TASK DIRECTIONS
Copy the lines exactly. Begin at the first line of the data and stop after the line with "spec.md §7. The two".

SUPPLIED MATERIAL
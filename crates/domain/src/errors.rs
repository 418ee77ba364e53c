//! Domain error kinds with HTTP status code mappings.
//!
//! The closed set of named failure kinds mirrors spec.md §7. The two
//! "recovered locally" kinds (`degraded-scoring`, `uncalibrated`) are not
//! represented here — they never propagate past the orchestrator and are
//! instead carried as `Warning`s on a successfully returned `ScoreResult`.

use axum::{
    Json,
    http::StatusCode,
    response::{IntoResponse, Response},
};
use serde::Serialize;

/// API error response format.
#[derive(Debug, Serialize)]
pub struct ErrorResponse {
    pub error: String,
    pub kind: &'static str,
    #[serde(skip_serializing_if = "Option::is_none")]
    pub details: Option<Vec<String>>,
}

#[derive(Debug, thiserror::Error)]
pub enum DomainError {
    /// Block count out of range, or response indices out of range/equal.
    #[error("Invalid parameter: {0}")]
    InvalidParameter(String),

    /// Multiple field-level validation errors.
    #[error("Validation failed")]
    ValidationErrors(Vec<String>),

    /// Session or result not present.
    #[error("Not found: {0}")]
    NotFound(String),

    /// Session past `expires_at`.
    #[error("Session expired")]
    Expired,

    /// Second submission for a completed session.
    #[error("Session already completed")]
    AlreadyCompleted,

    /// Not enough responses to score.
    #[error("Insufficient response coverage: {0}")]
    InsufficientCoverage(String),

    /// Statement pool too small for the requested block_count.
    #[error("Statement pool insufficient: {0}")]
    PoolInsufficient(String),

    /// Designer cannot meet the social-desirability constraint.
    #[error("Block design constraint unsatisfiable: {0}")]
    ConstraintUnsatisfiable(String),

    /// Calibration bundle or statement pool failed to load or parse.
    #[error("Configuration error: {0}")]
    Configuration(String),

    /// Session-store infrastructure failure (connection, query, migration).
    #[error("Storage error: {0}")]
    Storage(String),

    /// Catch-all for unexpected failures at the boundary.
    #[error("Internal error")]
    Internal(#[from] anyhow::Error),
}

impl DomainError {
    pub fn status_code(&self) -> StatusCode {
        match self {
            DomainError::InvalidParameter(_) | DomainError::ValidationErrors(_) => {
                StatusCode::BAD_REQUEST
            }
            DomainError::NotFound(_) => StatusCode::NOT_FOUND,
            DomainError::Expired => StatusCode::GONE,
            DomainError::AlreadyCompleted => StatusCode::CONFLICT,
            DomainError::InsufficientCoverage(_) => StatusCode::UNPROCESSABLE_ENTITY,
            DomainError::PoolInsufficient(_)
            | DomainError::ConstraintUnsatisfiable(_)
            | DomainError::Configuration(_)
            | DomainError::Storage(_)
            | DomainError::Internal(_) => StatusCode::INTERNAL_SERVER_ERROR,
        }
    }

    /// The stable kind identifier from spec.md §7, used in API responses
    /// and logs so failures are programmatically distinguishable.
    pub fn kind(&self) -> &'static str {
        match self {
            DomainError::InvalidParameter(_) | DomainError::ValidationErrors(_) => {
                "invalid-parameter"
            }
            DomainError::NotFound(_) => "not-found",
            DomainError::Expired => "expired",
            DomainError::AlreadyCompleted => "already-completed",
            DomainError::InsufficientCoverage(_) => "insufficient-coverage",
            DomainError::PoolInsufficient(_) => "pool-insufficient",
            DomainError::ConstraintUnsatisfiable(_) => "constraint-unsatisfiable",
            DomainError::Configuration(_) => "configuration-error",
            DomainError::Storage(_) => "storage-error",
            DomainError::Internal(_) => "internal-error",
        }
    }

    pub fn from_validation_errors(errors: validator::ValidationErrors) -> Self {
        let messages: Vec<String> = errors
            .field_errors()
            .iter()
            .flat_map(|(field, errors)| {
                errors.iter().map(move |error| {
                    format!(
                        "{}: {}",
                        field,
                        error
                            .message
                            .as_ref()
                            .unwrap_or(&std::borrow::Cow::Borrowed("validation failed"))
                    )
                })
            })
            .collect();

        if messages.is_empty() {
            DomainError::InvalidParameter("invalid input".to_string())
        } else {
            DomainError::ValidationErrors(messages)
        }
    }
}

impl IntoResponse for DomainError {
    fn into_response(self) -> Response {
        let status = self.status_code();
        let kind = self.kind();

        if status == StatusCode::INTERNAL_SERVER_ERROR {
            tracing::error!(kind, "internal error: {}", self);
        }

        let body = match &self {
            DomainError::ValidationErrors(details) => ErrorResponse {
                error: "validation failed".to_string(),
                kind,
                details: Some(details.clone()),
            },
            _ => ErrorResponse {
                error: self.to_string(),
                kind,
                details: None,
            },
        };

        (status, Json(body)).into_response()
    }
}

TASK RESPONSE
filename crates/domain/src/errors.rs
repository 418ee77ba364e53c
//! Domain error kinds with HTTP status code mappings.
//!
//! The closed set of named failure kinds mirrors spec.md §7. The two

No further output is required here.